Published 3rd October 2014 by MIRA ink.
Goodreads Synopsis: It’s 1959. The battle for civil rights is raging. And it’s Sarah Dunbar’s first day of school, as one of the first black students at the previously all-white Jefferson High. No one wants Sarah there. Not the Governor. Not the teachers. And certainly not the students – especially Linda Hairston, daughter of the town’s most ardent segregationist. Sarah and Linda have every reason to despise each other. But as a school project forces them to spend time together, the less their differences seem to matter. And Sarah and Linda start to feel something they’ve never felt before. Something they’re both determined ignore. Because it’s one thing to be frightened by the world around you – and another thing altogether when you’re terrified of what you feel inside.
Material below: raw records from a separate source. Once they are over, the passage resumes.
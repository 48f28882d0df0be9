use utoipa_axum::router::OpenApiRouter;
use utoipa_axum::routes;

use crate::handlers;
use crate::state::AppState;

pub fn routes() -> OpenApiRouter<AppState> {
    OpenApiRouter::new()
        .nest("/auth", auth_routes())
        .nest("/problems", problem_routes())
        .nest("/rubric", rubric_routes())
        .nest("/submissions", submission_routes())
        .nest("/export", export_routes())
}

fn auth_routes() -> OpenApiRouter<AppState> {
    OpenApiRouter::new()
        .routes(routes!(handlers::auth::login))
        .routes(routes!(handlers::auth::me))
}

fn problem_routes() -> OpenApiRouter<AppState> {
    OpenApiRouter::new()
        .routes(routes!(handlers::problem::list_problems))
        .routes(routes!(handlers::problem::get_problem))
}

fn rubric_routes() -> OpenApiRouter<AppState> {
    OpenApiRouter::new().routes(routes!(handlers::rubric::get_rubric))
}

fn submission_routes() -> OpenApiRouter<AppState> {
    let crud = OpenApiRouter::new()
        .routes(routes!(
            handlers::submission::create_submission,
            handlers::submission::list_submissions
        ))
        .routes(routes!(handlers::submission::get_submission))
        .routes(routes!(handlers::submission::evaluate_submission));

    let upload = OpenApiRouter::new()
        .routes(routes!(handlers::submission::upload_archive))
        .layer(handlers::submission::archive_body_limit());

    crud.merge(upload)
}

fn export_routes() -> OpenApiRouter<AppState> {
    OpenApiRouter::new().routes(routes!(handlers::export::export_excel))
}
My Review: I hadn’t heard about Lies We Tell Ourselves until I’d received an email from the publisher, but as soon as I’d read the synopsis I knew it was going to be a really great book! I haven’t really seen much, and definitely not read much YA fiction based around the civil rights movement in the 50s & 60s… And I don’t think I’ve ever heard of any YA books centered around LGBT characters in that era.
Needless to say I delved straight into the story very excitedly, as I was sure this would be an amazing, original début. I was certainly awed by the story. It was moving and powerful, and I’m sure I’ll be recommending it to lots of people. However, after finishing it, I couldn’t help but feel I was missing something… Though I can’t completely work out what!
The narration was really memorable. Roughly, the first third of the book is from Sarah’s perspective, then after the first pivotal moment, the second third is Linda’s – and finally the last third is quickly alternating chapters. Both girls’ voices were really amazing. I felt really familiar with both of them and was rooting for them, for the entire story! Both of them develop so much, especially Linda, who’s grown up with a segregationist father, but realises what mistakes she’s made as she grows closer to Sarah.
I think it was admirable how Lies We Tell Ourselves dealt racism. It wasn’t sugar coated or toned down – it was alarmingly real. I didn’t actually realise how hard-hitting and brutally honest the topic of racism would be tackled in Lies We Tell Ourselves – I was actually tearing up within the first chapters, reading the all-too-vivid scenes where Sarah is at the receiving end of some awful abuse at Jefferson High.
The main thing that I struggled with in the story is hard to explain, because I really want to keep this review spoiler free! By the ending, a lot of the story was resolved, but there were certain key elements to the story that I was expecting more elaboration on… The ending left me really wanting a sequel, or some kind of follow up, to say the least. I felt there was a lot more to tell about Sarah and Linda!
Overall, Lies We Tell Ourselves was, without doubt, a really stunning and original début. I really fell in love with the main characters; their chemistry, and the narration. Lies We Tell Ourselves really stands out in the YA market as it’s completely unique, and deals with two topics (LGBT and race equality) that I really want to read more of in fiction in the future. Lies We Tell Ourselves, though I am unsure of a few things, definitely deserves a lot of attention upon publication!
I received a copy of Lies We Tell Ourselves from the publisher, in exchange for a review. In no way at all did this affect my thoughts.
Unrelated note! Sorry for having not written a blog post in just over a week now – I usually aim to get at least one or two published every week. Last week was the first full week back at school and it was even more chaotic that I’d assumed it would be! I also found out I’ll be doing most of my GCSE coursework and some GCSE exams a year early, which I wasn’t expecting, over the next year… so sadly I think I’ll be blogging less often, though trying to schedule more!